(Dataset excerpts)
□ □ □ □ □ □ □
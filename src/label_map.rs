// Stranded interval index from genomic ranges to labels
use std::collections::{BTreeSet, HashMap};

use coitrees::{BasicCOITree, Interval as CoiInterval, IntervalTree as CoitreeIntervalTree};

use crate::interval::{Interval, Strand};

type TrackKey = (String, Strand);

/// One interval tree per (chromosome, strand), each node carrying one label.
/// Call `index` after inserting; queries on an unindexed track find nothing.
#[derive(Default)]
pub struct LabelMap {
    intervals: HashMap<TrackKey, Vec<CoiInterval<String>>>,
    trees: HashMap<TrackKey, BasicCOITree<String, u32>>,
}

impl LabelMap {
    pub fn new() -> Self {
        LabelMap::default()
    }

    /// Adds `label` over `iv` on its chromosome and strand.
    pub fn insert(&mut self, iv: &Interval, label: &str) {
        // COITree intervals are end-inclusive; convert [start, end) -> [start, end-1].
        let first = iv.start() as i32;
        let last = (iv.end() - 1) as i32;
        self.intervals
            .entry((iv.chrom().to_string(), iv.strand()))
            .or_default()
            .push(CoiInterval::new(first, last, label.to_string()));
    }

    pub fn index(&mut self) {
        self.trees = self
            .intervals
            .iter()
            .map(|(key, intervals)| (key.clone(), BasicCOITree::new(intervals)))
            .collect();
    }

    fn tree(&self, chrom: &str, strand: Strand) -> Option<&BasicCOITree<String, u32>> {
        self.trees.get(&(chrom.to_string(), strand))
    }

    pub fn labels_at(&self, chrom: &str, strand: Strand, pos: u64) -> BTreeSet<String> {
        let mut labels = BTreeSet::new();
        if let Some(tree) = self.tree(chrom, strand) {
            tree.query(pos as i32, pos as i32, |node| {
                labels.insert(node.metadata.to_string());
            });
        }
        labels
    }

    /// Number of bases of `iv` carrying `label` on the same chromosome and strand.
    /// Bases under several overlapping `label` intervals count once.
    pub fn covered_len(&self, iv: &Interval, label: &str) -> u64 {
        let tree = match self.tree(iv.chrom(), iv.strand()) {
            Some(tree) => tree,
            None => return 0,
        };
        let mut hits: Vec<(u64, u64)> = Vec::new();
        tree.query(iv.start() as i32, (iv.end() - 1) as i32, |node| {
            if node.metadata.as_str() == label {
                let start = (node.first.max(0) as u64).max(iv.start());
                let end = ((node.last + 1).max(0) as u64).min(iv.end());
                if end > start {
                    hits.push((start, end));
                }
            }
        });
        hits.sort_unstable();

        let mut covered = 0;
        let mut open: Option<(u64, u64)> = None;
        for (start, end) in hits {
            open = match open {
                Some((s, e)) if start <= e => Some((s, e.max(end))),
                Some((s, e)) => {
                    covered += e - s;
                    Some((start, end))
                }
                None => Some((start, end)),
            };
        }
        if let Some((s, e)) = open {
            covered += e - s;
        }
        covered
    }
}

impl Clone for LabelMap {
    fn clone(&self) -> Self {
        let mut map = LabelMap {
            intervals: self.intervals.clone(),
            trees: HashMap::new(),
        };
        if !self.trees.is_empty() {
            map.index();
        }
        map
    }
}

impl std::fmt::Debug for LabelMap {
    fn fmt(&self, f: &mut std::fmt::Formatter<'_>) -> std::fmt::Result {
        f.debug_struct("LabelMap")
            .field("tracks", &self.intervals.len())
            .field("indexed", &self.trees.len())
            .finish()
    }
}
// Tab-separated support reports
use std::fs::{self, File};
use std::io::{BufWriter, Write};
use std::path::{Path, PathBuf};

use itertools::Itertools;

use crate::error::{Error, Result};
use crate::region::AnalysisUnit;

pub const ANNOTATED_REPORT: &str = "counts_annotated.tsv";
pub const NOVEL_REPORT: &str = "counts_novel.tsv";
pub const COMBINED_REPORT: &str = "counts_annotated_and_novel.tsv";

#[derive(Debug, Clone, Copy, PartialEq, Eq)]
pub enum Category {
    Annotated,
    Novel,
}

impl Category {
    pub fn as_str(&self) -> &'static str {
        match self {
            Category::Annotated => "annotated",
            Category::Novel => "novel",
        }
    }

    pub fn report_name(&self) -> &'static str {
        match self {
            Category::Annotated => ANNOTATED_REPORT,
            Category::Novel => NOVEL_REPORT,
        }
    }
}

/// `chrom:start+1:end:gene_id:strand:category`, with a 1-based start.
pub fn region_key(unit: &AnalysisUnit, category: Category) -> String {
    let iv = unit.interval();
    [
        iv.chrom().to_string(),
        (iv.start() + 1).to_string(),
        iv.end().to_string(),
        unit.gene_id.clone(),
        iv.strand().to_string(),
        category.as_str().to_string(),
    ]
    .iter()
    .join(":")
}

pub fn report_row(unit: &AnalysisUnit, category: Category) -> String {
    format!("{}\t{}\n", region_key(unit, category), unit.support_count())
}

// Writes to a sibling temp file and renames it into place.
fn write_atomically<F>(path: &Path, fill: F) -> Result<()>
where
    F: FnOnce(&mut BufWriter<File>) -> std::io::Result<()>,
{
    let tmp = tmp_path(path);
    let file = File::create(&tmp).map_err(|e| Error::io(e, &tmp))?;
    let mut writer = BufWriter::new(file);
    fill(&mut writer)
        .and_then(|_| writer.flush())
        .map_err(|e| Error::io(e, &tmp))?;
    drop(writer);
    fs::rename(&tmp, path).map_err(|e| Error::io(e, path))
}

fn tmp_path(path: &Path) -> PathBuf {
    let mut name = path.file_name().unwrap_or_default().to_os_string();
    name.push(".tmp");
    path.with_file_name(name)
}

/// Writes one row per unit, in unit order.
pub fn write_report(path: &Path, units: &[AnalysisUnit], category: Category) -> Result<()> {
    write_atomically(path, |w| {
        for unit in units {
            w.write_all(report_row(unit, category).as_bytes())?;
        }
        Ok(())
    })
}

/// Byte-concatenates `first` then `second` into `out`.
pub fn concatenate_reports(first: &Path, second: &Path, out: &Path) -> Result<()> {
    let mut parts = Vec::with_capacity(2);
    for path in [first, second] {
        parts.push(fs::read(path).map_err(|e| Error::io(e, path))?);
    }
    write_atomically(out, |w| parts.iter().try_for_each(|bytes| w.write_all(bytes)))
}

#[cfg(test)]
mod tests {
    use super::*;
    use crate::interval::{Interval, Strand};

    fn unit(chrom: &str, start: u64, end: u64, strand: Strand, gene: &str, count: u64) -> AnalysisUnit {
        let mut au = AnalysisUnit::new(Interval::new(chrom, start, end, strand).unwrap(), gene);
        au.annotated_splice_in_borders = count;
        au
    }

    #[test]
    fn row_uses_one_based_start() {
        let au = unit("chrN", 100, 200, Strand::Forward, "G1", 3);
        assert_eq!(report_row(&au, Category::Novel), "chrN:101:200:G1:+:novel\t3\n");
        assert_eq!(au.interval().start(), 100);
    }

    #[test]
    fn reverse_and_unknown_strands() {
        let au = unit("chr2", 0, 10, Strand::Reverse, "G2", 0);
        assert_eq!(report_row(&au, Category::Annotated), "chr2:1:10:G2:-:annotated\t0\n");
        let au = unit("chr2", 0, 10, Strand::Unknown, "G3", 7);
        assert_eq!(region_key(&au, Category::Annotated), "chr2:1:10:G3:.:annotated");
    }

    #[test]
    fn concatenation_keeps_order_and_duplicates() {
        let dir = tempfile::tempdir().unwrap();
        let annotated = dir.path().join(ANNOTATED_REPORT);
        let novel = dir.path().join(NOVEL_REPORT);
        let combined = dir.path().join(COMBINED_REPORT);
        let au = unit("chr1", 100, 200, Strand::Forward, "G1", 2);
        write_report(&annotated, &[au.clone(), au.clone()], Category::Annotated).unwrap();
        write_report(&novel, &[unit("chr1", 500, 600, Strand::Reverse, "G1", 5)], Category::Novel).unwrap();
        concatenate_reports(&annotated, &novel, &combined).unwrap();

        let text = fs::read_to_string(&combined).unwrap();
        let lines: Vec<&str> = text.lines().collect();
        assert_eq!(
            lines,
            vec![
                "chr1:101:200:G1:+:annotated\t2",
                "chr1:101:200:G1:+:annotated\t2",
                "chr1:501:600:G1:-:novel\t5",
            ]
        );
        assert!(!tmp_path(&combined).exists());
    }

    #[test]
    fn empty_unit_list_gives_empty_report() {
        let dir = tempfile::tempdir().unwrap();
        let path = dir.path().join(NOVEL_REPORT);
        write_report(&path, &[], Category::Novel).unwrap();
        assert_eq!(fs::read(&path).unwrap().len(), 0);
    }
}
□ □ □ □ □ □ □
Return every line from the entries above that includes the word "Writes".

// Writes to a sibling temp file and renames it into place.
/// Writes one row per unit, in unit order.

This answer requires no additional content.